“Lorca, please,” said her brother. “Mr. Perez only came to say hello. I asked him to come here. I thought you might talk to him. You don’t talk to anyone else.”
“But I did, Michael. I did talk, didn’t I? I talked too much, if you recall. And because I talked, our little sister is dead.” Once more she turned the black, excoriating eyes on Victor. “You some kind of vulture, is that it? You come to feed on what the guards left behind? Well, I’m not dead yet, Mr. Perez. Maybe when I am, my brother here will give you a call and you can come by and fuck the corpse.”
She slammed the door in her brother’s face. He looked down at the floor, shaking his head. “I have no words,” he said. “No words to tell you how ashamed I am.”
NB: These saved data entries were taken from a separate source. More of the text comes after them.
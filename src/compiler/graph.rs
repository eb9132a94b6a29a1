/// Node/connection schema understood by the external engine.
///
/// Every map in here is ordered so a compiled graph serializes to identical bytes
/// for identical input.

use serde::{Deserialize, Serialize};
use serde_json::{Map, Value};
use std::collections::BTreeMap;

/// Output slot name used for every connection
pub const MAIN_SLOT: &str = "main";

#[derive(Debug, Clone, PartialEq, Serialize, Deserialize)]
#[serde(rename_all = "camelCase")]
pub struct CompiledEngineGraph {
    pub nodes: Vec<EngineNode>,
    /// Source node name -> outputs
    pub connections: BTreeMap<String, NodeConnections>,
    pub settings: EngineSettings,
    pub static_data: Option<Value>,
    pub meta: EngineMeta,
}

impl CompiledEngineGraph {
    /// Total number of connection targets across all sources and slots
    pub fn fan_out_count(&self) -> usize {
        self.connections
            .values()
            .flat_map(|conn| conn.main.iter())
            .map(|slot| slot.len())
            .sum()
    }

    /// Targets reachable from `source_name` through the main output, in edge order
    pub fn targets_of(&self, source_name: &str) -> Vec<&ConnectionTarget> {
        self.connections
            .get(source_name)
            .map(|conn| conn.main.iter().flatten().collect())
            .unwrap_or_default()
    }

    /// Attach resolved deployment parameters under `staticData.parameters`
    pub fn with_parameters(mut self, parameters: Map<String, Value>) -> Self {
        if !parameters.is_empty() {
            let mut data = Map::new();
            data.insert("parameters".to_string(), Value::Object(parameters));
            self.static_data = Some(Value::Object(data));
        }
        self
    }
}

#[derive(Debug, Clone, PartialEq, Serialize, Deserialize)]
#[serde(rename_all = "camelCase")]
pub struct EngineNode {
    pub id: String,
    pub name: String,
    #[serde(rename = "type")]
    pub node_type: String,
    pub type_version: u32,
    pub position: [f64; 2],
    pub parameters: Map<String, Value>,
}

#[derive(Debug, Clone, Default, PartialEq, Serialize, Deserialize)]
pub struct NodeConnections {
    /// One entry per output index; this compiler only ever fills index 0
    pub main: Vec<Vec<ConnectionTarget>>,
}

#[derive(Debug, Clone, PartialEq, Serialize, Deserialize)]
pub struct ConnectionTarget {
    pub node: String,
    #[serde(rename = "type")]
    pub slot: String,
    pub index: u32,
}

#[derive(Debug, Clone, PartialEq, Serialize, Deserialize)]
#[serde(rename_all = "camelCase")]
pub struct EngineSettings {
    pub execution_order: String,
    #[serde(rename = "executionTimeout")]
    pub execution_timeout_seconds: i64,
}

#[derive(Debug, Clone, PartialEq, Serialize, Deserialize)]
#[serde(rename_all = "camelCase")]
pub struct EngineMeta {
    pub instance_id: String,
}
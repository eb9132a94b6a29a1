/// External workflow engine: control-plane client and retry combinator

pub mod client;
pub mod retry;

pub use client::{
    EngineClient, EngineWorkflow, EngineWorkflowNode, EngineWorkflowRef, HttpEngineClient,
    TriggerClient,
};
pub use retry::{retry_with, Backoff, RetryPolicy};

use thiserror::Error;

/// A failed call to the engine (or a trigger URL), named after the operation
#[derive(Debug, Clone, PartialEq, Eq, Error)]
pub enum TransportError {
    #[error("engine {operation} request failed: {message}")]
    Request { operation: String, message: String },

    #[error("engine {operation} returned HTTP {status}: {body}")]
    Status {
        operation: String,
        status: u16,
        body: String,
    },

    #[error("engine {operation} response could not be decoded: {message}")]
    Decode { operation: String, message: String },
}

impl TransportError {
    pub fn status(&self) -> Option<u16> {
        match self {
            TransportError::Status { status, .. } => Some(*status),
            _ => None,
        }
    }

    pub fn operation(&self) -> &str {
        match self {
            TransportError::Request { operation, .. }
            | TransportError::Status { operation, .. }
            | TransportError::Decode { operation, .. } => operation,
        }
    }

    pub fn is_not_found(&self) -> bool {
        self.status() == Some(404)
    }
}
“It’s all right,” Victor said softly. “Your sister suffered a lot. She just wants to forget.”
“I am deeply ashamed.”
“Please, Mr. Viera. She just wants to forget.”
Viera said nothing more until they were downstairs. “But that’s the point,” he said. “Lorca does not forget. She cannot forget. She stays in that room all day long and all she can think about is that terrible place you were in. She has to talk to someone about it. It’s the only way she will ever truly forget.”
“Did she even come out to say hello?” Helen Viera stood in the kitchen doorway clutching a salad bowl in one hand, a wooden fork in the other.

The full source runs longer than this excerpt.